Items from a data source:
------------------------------------------------------------

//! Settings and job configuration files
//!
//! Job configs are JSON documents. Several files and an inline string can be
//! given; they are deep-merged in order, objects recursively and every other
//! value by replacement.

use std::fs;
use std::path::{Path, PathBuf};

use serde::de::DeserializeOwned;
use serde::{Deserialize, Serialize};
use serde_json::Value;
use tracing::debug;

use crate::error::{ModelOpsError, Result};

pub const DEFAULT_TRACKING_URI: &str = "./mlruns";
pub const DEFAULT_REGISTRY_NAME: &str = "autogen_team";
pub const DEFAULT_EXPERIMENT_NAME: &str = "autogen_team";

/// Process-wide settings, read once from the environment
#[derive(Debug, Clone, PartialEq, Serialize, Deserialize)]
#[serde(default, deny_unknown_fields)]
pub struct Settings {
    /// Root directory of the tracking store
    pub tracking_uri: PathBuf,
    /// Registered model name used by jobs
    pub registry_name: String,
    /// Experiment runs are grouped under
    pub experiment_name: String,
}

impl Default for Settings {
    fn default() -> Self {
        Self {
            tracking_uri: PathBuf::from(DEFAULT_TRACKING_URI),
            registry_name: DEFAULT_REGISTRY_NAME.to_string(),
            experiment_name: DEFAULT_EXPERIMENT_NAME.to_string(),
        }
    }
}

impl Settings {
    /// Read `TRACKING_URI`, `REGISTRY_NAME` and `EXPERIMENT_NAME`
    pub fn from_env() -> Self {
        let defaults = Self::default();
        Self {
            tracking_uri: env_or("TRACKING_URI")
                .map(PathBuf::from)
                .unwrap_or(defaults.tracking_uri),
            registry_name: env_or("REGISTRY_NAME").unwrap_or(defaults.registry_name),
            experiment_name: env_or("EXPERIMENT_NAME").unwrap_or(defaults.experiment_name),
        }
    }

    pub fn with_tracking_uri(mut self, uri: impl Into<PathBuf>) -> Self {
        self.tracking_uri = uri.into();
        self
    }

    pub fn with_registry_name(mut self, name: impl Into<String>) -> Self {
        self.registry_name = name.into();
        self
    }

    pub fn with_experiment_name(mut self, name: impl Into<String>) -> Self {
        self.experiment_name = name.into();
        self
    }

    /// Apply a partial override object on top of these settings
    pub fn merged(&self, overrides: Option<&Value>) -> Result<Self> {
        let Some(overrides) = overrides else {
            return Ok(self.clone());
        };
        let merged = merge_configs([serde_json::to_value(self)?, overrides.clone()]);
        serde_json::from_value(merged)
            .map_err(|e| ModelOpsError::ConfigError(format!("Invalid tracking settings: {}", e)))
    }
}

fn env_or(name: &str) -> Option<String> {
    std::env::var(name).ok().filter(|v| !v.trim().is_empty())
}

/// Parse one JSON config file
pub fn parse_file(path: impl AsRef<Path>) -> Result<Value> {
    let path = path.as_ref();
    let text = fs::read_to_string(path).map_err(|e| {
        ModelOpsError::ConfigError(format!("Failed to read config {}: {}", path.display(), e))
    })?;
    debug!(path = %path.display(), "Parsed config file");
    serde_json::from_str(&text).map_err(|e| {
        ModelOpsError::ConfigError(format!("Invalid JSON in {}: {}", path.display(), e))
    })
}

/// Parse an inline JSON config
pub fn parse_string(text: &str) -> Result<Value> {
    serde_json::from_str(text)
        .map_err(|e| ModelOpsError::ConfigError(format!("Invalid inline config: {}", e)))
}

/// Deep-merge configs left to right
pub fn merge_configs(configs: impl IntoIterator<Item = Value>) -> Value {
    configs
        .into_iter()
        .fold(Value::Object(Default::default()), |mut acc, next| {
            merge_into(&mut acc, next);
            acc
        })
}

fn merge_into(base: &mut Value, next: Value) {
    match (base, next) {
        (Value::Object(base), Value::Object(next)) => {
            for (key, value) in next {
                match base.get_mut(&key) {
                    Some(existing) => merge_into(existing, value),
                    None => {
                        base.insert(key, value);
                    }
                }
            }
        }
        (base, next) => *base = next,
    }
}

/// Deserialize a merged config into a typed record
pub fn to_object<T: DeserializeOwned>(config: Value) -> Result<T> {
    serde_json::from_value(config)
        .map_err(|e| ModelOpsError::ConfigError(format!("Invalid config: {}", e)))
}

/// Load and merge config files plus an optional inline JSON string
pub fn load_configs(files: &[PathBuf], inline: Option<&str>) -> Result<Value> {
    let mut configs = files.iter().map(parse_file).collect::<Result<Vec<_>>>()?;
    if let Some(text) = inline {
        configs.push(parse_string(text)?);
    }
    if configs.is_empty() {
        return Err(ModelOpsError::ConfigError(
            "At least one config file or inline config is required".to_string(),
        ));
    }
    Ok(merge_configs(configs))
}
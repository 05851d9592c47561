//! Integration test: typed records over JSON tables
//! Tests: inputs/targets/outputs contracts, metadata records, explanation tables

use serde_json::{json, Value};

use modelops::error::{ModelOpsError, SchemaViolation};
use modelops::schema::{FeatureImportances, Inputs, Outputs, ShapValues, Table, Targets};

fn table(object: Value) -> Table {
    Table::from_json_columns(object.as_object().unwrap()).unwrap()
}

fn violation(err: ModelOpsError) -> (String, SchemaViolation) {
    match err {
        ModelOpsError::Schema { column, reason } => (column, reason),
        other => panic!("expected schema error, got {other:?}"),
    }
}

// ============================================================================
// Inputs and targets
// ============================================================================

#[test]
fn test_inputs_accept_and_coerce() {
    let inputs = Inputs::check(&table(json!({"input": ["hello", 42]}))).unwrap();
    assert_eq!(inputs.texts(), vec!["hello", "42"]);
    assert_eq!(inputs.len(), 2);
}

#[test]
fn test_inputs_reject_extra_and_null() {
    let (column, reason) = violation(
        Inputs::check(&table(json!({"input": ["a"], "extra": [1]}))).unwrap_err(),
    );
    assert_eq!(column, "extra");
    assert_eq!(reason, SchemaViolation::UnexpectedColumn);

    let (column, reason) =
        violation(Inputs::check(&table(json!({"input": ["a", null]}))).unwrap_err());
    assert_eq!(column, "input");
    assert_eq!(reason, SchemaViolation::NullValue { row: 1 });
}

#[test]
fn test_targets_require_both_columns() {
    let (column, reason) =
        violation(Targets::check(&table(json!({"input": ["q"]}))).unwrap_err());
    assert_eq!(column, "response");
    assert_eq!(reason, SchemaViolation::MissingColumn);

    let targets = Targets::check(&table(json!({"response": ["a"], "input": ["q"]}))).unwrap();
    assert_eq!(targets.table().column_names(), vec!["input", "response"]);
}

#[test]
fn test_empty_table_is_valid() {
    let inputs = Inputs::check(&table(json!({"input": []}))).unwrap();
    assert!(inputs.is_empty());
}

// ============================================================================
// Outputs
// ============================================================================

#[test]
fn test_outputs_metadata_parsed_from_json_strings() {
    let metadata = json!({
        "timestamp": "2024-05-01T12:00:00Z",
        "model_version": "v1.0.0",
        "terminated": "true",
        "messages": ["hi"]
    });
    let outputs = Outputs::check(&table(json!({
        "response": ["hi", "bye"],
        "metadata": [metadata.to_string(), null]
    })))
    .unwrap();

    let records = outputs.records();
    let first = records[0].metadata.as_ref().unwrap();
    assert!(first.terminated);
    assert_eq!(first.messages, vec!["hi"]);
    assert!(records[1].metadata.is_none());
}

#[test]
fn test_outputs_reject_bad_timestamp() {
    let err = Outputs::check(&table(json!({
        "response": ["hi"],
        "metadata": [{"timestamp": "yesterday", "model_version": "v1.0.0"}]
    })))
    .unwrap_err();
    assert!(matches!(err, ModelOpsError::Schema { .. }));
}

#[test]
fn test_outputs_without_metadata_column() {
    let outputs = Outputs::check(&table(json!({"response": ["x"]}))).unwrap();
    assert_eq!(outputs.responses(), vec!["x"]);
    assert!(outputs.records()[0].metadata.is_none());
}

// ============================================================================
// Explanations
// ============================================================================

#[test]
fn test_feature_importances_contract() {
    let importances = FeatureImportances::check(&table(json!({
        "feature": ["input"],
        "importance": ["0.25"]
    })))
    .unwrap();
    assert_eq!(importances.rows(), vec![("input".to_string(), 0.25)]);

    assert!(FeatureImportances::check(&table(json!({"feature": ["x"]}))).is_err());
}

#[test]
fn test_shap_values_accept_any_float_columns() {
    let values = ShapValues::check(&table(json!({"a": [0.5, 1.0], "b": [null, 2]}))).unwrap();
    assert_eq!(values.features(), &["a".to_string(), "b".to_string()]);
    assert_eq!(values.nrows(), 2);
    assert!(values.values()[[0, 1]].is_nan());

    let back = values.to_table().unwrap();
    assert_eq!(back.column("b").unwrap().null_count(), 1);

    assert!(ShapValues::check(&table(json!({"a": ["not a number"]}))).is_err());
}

------------------------------------------------------------

Problem description:
Of the entries above, transcribe exactly those lines that fall between the line containing "use std::fs;" and the line containing "of these settings", together with those two lines.

Answer for this exercise:
use std::fs;
use std::path::{Path, PathBuf};

use serde::de::DeserializeOwned;
use serde::{Deserialize, Serialize};
use serde_json::Value;
use tracing::debug;

use crate::error::{ModelOpsError, Result};

pub const DEFAULT_TRACKING_URI: &str = "./mlruns";
pub const DEFAULT_REGISTRY_NAME: &str = "autogen_team";
pub const DEFAULT_EXPERIMENT_NAME: &str = "autogen_team";

/// Process-wide settings, read once from the environment
#[derive(Debug, Clone, PartialEq, Serialize, Deserialize)]
#[serde(default, deny_unknown_fields)]
pub struct Settings {
    /// Root directory of the tracking store
    pub tracking_uri: PathBuf,
    /// Registered model name used by jobs
    pub registry_name: String,
    /// Experiment runs are grouped under
    pub experiment_name: String,
}

impl Default for Settings {
    fn default() -> Self {
        Self {
            tracking_uri: PathBuf::from(DEFAULT_TRACKING_URI),
            registry_name: DEFAULT_REGISTRY_NAME.to_string(),
            experiment_name: DEFAULT_EXPERIMENT_NAME.to_string(),
        }
    }
}

impl Settings {
    /// Read `TRACKING_URI`, `REGISTRY_NAME` and `EXPERIMENT_NAME`
    pub fn from_env() -> Self {
        let defaults = Self::default();
        Self {
            tracking_uri: env_or("TRACKING_URI")
                .map(PathBuf::from)
                .unwrap_or(defaults.tracking_uri),
            registry_name: env_or("REGISTRY_NAME").unwrap_or(defaults.registry_name),
            experiment_name: env_or("EXPERIMENT_NAME").unwrap_or(defaults.experiment_name),
        }
    }

    pub fn with_tracking_uri(mut self, uri: impl Into<PathBuf>) -> Self {
        self.tracking_uri = uri.into();
        self
    }

    pub fn with_registry_name(mut self, name: impl Into<String>) -> Self {
        self.registry_name = name.into();
        self
    }

    pub fn with_experiment_name(mut self, name: impl Into<String>) -> Self {
        self.experiment_name = name.into();
        self
    }

    /// Apply a partial override object on top of these settings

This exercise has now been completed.